Material provided
----

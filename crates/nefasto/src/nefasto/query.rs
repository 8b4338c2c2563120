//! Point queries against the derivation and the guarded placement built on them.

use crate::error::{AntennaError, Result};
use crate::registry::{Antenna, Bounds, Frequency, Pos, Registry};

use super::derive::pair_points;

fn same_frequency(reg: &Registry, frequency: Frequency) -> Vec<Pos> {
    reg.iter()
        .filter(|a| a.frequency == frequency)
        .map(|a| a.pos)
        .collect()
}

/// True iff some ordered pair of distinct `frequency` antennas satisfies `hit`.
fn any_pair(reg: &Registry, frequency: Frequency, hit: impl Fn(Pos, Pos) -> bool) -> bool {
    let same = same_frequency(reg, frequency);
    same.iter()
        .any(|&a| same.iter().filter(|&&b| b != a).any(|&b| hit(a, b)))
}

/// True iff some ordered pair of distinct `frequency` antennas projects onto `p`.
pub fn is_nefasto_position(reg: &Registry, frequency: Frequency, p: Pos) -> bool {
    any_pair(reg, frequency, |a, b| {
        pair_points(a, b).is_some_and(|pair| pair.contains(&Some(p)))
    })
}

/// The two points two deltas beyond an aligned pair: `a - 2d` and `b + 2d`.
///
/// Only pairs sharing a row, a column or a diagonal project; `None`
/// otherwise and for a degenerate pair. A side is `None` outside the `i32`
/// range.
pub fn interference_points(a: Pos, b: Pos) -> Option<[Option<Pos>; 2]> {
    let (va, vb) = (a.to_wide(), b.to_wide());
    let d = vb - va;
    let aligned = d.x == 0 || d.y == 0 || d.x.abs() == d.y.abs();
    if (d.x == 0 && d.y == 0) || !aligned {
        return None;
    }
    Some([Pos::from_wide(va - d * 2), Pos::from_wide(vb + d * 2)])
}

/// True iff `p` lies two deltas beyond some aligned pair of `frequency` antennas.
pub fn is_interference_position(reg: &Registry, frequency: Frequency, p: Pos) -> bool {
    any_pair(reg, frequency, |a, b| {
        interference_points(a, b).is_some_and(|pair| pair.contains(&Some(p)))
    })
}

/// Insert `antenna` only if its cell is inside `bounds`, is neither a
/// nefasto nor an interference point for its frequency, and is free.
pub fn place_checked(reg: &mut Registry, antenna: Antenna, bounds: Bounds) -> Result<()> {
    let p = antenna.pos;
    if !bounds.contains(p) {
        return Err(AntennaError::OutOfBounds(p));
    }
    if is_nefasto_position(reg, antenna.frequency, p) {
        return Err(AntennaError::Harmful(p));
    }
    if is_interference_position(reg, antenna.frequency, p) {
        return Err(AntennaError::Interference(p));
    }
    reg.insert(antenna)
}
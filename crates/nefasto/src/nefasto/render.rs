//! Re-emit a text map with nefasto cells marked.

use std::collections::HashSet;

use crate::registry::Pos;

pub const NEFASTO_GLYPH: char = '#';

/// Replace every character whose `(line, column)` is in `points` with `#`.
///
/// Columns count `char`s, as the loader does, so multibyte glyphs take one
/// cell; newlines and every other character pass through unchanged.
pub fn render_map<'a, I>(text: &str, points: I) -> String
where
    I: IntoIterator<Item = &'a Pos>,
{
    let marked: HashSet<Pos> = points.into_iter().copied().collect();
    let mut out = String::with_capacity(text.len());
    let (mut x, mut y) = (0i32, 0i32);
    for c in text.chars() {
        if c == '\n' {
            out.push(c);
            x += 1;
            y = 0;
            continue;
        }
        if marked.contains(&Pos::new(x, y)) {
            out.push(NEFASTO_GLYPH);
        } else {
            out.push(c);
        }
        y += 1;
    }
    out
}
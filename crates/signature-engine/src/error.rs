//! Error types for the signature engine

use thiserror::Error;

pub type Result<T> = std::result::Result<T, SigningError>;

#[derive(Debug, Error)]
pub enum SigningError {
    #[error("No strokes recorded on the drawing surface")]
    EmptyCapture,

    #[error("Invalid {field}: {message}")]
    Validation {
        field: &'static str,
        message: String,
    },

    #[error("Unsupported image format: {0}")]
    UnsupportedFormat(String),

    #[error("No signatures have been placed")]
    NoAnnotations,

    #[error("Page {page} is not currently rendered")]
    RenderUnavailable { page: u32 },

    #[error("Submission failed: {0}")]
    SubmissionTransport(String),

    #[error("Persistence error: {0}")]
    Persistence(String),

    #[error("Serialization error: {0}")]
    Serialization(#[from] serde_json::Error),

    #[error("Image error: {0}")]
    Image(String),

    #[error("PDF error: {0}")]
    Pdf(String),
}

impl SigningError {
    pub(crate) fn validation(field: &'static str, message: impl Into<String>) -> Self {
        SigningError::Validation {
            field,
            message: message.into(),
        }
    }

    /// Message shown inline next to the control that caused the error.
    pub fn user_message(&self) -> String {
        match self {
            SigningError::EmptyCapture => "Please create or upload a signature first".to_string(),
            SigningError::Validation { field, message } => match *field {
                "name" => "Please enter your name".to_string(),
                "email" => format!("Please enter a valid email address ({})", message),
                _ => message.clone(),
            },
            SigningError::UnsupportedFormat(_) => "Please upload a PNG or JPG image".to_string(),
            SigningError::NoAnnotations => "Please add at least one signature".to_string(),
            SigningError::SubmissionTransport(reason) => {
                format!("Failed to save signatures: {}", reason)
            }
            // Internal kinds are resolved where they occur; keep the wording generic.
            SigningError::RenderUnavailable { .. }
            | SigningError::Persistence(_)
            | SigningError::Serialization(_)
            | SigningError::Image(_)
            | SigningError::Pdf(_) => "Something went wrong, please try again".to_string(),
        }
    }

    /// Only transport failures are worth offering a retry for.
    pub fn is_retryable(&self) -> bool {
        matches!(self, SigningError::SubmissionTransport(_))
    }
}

----

From the material above, gather all lines that include the string "page" and copy them.

    #[error("Page {page} is not currently rendered")]
    RenderUnavailable { page: u32 },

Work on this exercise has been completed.